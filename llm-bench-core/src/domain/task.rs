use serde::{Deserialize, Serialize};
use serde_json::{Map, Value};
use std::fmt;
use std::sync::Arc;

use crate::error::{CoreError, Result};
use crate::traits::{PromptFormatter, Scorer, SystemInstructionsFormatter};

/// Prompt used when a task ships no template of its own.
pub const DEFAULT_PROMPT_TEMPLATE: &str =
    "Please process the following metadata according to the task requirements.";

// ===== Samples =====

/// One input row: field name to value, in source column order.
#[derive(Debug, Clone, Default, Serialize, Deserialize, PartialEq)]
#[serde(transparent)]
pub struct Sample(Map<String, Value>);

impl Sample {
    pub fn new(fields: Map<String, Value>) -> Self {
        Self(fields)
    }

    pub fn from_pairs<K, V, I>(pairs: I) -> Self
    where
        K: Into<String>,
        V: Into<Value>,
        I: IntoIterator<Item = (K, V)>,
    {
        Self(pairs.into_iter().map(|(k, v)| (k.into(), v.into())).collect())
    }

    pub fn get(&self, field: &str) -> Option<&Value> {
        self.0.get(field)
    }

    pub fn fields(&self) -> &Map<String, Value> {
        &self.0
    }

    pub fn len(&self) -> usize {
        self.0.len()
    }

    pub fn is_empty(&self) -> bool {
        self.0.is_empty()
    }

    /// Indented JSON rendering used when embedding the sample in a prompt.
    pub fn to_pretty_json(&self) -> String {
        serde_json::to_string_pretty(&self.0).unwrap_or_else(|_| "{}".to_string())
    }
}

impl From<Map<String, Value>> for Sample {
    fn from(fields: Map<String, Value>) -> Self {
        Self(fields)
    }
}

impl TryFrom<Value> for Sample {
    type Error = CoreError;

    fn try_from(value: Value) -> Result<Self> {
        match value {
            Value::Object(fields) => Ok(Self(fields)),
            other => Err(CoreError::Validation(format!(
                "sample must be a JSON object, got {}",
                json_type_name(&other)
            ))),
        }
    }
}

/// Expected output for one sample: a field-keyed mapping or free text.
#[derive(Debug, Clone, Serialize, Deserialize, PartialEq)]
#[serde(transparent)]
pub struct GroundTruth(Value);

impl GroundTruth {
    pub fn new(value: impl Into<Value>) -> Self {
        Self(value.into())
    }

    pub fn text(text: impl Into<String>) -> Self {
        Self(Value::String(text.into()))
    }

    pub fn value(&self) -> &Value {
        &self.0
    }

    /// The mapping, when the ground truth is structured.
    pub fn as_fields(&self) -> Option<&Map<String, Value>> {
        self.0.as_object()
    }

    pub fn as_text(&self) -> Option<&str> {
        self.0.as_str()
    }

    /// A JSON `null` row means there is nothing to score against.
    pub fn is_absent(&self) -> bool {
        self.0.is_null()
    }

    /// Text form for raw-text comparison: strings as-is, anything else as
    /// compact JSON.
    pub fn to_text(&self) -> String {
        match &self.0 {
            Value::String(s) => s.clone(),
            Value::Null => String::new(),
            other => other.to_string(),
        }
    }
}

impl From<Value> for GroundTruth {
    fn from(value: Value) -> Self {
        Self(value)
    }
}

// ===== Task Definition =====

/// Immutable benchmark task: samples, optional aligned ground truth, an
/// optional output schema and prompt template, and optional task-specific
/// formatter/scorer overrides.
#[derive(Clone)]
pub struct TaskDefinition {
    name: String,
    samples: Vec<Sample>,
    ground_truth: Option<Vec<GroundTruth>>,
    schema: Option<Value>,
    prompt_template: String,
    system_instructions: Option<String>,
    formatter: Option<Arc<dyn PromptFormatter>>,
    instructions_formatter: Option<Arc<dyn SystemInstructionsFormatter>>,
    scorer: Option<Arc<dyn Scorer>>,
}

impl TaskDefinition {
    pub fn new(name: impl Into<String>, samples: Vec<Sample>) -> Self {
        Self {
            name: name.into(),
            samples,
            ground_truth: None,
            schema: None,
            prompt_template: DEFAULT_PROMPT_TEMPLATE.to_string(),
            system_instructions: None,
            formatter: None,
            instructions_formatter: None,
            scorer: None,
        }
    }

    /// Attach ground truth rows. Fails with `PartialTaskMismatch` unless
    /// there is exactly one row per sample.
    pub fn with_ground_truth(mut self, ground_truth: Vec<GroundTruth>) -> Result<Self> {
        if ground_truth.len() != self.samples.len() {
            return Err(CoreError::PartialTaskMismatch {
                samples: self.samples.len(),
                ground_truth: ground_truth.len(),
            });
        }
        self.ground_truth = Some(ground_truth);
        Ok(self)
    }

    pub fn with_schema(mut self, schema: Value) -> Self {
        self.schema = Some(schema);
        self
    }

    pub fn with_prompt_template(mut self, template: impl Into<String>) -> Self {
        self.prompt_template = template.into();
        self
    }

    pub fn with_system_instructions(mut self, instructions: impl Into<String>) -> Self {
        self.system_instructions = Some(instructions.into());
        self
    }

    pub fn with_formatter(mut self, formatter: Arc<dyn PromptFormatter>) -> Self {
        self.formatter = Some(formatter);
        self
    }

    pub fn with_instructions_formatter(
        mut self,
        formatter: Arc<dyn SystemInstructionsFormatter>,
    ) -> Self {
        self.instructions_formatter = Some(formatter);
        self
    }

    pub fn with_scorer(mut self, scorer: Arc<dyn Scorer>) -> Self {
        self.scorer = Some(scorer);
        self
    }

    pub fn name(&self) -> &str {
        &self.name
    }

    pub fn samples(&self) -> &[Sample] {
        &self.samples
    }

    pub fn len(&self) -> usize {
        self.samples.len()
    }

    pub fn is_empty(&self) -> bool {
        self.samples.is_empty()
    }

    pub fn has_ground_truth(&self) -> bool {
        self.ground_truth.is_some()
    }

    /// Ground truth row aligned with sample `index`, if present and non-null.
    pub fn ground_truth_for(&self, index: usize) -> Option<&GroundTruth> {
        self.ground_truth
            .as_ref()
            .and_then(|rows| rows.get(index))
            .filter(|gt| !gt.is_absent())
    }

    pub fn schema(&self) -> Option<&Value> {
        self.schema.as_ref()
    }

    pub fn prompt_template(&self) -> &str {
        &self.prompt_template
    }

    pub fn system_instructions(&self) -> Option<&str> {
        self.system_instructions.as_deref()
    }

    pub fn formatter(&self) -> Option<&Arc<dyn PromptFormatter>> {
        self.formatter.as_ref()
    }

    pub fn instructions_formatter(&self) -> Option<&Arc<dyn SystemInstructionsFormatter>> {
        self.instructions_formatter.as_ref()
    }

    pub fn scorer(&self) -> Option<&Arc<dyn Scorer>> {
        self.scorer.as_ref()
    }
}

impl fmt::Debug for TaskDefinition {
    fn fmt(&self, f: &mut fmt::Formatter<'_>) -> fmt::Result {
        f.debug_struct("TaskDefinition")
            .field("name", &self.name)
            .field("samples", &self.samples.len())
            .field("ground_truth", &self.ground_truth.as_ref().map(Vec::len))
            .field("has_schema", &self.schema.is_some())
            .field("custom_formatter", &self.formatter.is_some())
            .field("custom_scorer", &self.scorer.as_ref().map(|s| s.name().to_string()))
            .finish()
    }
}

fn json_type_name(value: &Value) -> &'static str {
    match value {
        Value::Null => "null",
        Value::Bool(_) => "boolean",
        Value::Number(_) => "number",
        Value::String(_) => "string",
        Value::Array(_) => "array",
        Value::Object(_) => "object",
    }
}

________

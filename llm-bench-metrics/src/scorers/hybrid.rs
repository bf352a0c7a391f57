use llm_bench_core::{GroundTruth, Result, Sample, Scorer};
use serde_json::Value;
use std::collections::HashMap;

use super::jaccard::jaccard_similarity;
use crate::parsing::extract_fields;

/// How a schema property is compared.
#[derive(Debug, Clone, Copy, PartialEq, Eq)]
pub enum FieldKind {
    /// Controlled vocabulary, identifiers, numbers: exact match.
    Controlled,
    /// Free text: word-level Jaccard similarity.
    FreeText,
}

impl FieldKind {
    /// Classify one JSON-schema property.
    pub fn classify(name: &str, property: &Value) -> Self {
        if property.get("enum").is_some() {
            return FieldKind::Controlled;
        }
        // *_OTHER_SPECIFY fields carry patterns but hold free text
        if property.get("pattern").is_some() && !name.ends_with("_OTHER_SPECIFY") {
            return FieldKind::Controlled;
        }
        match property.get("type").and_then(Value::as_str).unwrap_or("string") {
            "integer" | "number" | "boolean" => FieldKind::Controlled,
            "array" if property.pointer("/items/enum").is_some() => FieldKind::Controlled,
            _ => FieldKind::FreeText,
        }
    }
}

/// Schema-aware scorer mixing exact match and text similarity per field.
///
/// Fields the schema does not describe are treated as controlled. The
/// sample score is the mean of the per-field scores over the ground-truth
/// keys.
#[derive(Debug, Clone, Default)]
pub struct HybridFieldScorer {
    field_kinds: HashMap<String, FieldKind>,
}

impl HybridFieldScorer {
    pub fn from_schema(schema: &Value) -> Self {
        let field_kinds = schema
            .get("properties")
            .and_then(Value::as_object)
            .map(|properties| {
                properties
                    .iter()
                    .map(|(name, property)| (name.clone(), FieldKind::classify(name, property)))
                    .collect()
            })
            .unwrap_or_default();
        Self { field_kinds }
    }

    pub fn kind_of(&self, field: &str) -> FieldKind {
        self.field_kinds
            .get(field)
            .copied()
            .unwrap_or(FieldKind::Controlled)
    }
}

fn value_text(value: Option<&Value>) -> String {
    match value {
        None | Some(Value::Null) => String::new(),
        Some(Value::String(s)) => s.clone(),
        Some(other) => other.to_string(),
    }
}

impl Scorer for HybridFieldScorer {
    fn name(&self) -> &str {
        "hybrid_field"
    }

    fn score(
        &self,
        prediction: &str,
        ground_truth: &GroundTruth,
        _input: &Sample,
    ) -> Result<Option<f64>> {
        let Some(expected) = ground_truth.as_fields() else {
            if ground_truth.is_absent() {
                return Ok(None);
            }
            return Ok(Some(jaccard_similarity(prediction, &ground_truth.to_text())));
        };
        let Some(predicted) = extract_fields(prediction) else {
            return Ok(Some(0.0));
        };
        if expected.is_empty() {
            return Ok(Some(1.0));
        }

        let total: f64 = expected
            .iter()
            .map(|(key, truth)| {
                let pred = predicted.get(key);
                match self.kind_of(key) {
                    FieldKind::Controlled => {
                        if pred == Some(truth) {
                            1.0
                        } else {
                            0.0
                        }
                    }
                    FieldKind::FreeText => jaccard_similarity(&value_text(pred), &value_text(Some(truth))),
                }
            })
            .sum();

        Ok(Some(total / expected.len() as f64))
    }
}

________

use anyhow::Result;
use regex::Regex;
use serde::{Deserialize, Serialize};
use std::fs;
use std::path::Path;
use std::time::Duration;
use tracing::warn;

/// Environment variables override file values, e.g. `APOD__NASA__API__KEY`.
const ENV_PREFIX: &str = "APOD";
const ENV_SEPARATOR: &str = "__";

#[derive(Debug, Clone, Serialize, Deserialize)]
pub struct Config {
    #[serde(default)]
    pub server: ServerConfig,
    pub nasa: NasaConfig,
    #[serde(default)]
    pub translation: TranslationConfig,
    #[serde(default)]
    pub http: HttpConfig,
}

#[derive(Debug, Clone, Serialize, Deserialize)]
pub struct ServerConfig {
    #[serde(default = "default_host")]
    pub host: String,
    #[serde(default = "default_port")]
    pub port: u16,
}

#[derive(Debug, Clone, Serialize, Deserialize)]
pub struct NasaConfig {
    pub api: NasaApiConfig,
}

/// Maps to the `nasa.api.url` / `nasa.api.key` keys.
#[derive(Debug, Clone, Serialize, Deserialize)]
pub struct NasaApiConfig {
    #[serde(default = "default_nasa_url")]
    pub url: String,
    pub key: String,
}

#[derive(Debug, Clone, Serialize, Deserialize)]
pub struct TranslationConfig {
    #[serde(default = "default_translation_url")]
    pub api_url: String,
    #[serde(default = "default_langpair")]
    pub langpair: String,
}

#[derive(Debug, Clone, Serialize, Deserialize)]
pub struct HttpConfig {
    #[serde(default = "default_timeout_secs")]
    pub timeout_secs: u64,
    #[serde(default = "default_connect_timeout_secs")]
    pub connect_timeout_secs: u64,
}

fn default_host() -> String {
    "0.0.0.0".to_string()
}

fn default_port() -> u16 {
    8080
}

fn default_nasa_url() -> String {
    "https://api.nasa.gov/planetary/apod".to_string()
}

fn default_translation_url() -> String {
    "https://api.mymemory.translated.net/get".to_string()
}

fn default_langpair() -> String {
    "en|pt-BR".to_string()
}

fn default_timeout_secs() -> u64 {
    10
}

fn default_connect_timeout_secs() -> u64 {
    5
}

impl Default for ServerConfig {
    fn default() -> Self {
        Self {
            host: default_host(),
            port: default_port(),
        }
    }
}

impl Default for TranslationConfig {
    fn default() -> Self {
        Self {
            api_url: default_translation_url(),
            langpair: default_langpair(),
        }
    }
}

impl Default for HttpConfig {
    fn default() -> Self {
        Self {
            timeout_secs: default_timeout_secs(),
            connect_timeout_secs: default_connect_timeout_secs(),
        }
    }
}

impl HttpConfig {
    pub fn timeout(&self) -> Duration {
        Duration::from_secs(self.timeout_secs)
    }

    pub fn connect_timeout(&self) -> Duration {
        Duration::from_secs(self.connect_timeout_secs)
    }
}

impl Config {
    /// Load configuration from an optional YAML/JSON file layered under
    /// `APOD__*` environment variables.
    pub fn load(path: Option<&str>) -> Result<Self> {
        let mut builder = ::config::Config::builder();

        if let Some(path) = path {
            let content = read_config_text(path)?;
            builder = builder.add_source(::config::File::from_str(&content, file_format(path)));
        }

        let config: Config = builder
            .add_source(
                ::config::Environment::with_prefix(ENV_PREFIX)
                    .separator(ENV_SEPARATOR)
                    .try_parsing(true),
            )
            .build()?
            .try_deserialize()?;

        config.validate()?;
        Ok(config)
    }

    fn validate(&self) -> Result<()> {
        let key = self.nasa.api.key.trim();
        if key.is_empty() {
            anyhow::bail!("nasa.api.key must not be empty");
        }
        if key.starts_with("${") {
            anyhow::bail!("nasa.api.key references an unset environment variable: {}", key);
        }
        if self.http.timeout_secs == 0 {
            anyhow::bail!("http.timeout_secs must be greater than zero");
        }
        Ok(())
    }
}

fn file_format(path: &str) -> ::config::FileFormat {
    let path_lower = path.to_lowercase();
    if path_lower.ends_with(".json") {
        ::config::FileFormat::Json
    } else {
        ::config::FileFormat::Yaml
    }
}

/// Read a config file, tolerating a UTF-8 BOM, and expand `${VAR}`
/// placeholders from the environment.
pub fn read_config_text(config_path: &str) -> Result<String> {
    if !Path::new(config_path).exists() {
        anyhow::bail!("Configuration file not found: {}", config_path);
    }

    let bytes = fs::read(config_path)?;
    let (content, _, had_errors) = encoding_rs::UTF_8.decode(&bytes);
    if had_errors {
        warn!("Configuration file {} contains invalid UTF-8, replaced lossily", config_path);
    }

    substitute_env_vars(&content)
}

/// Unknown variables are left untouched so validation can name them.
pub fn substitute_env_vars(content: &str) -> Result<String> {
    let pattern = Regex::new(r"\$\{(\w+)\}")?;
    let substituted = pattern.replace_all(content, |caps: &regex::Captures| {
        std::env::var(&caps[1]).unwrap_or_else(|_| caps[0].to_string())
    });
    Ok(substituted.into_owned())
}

________

■ **Problem requirements**
With the line holding "filename llm-bench-metrics/src/scorers/hybrid.rs" as the first and the line holding "use super::jaccard::jaccard_similarity;" as the last, set down that range of the entries above exactly, and nothing else.

■ **Answer**
filename llm-bench-metrics/src/scorers/hybrid.rs
repository bf352a0c7a391f57
use llm_bench_core::{GroundTruth, Result, Sample, Scorer};
use serde_json::Value;
use std::collections::HashMap;

use super::jaccard::jaccard_similarity;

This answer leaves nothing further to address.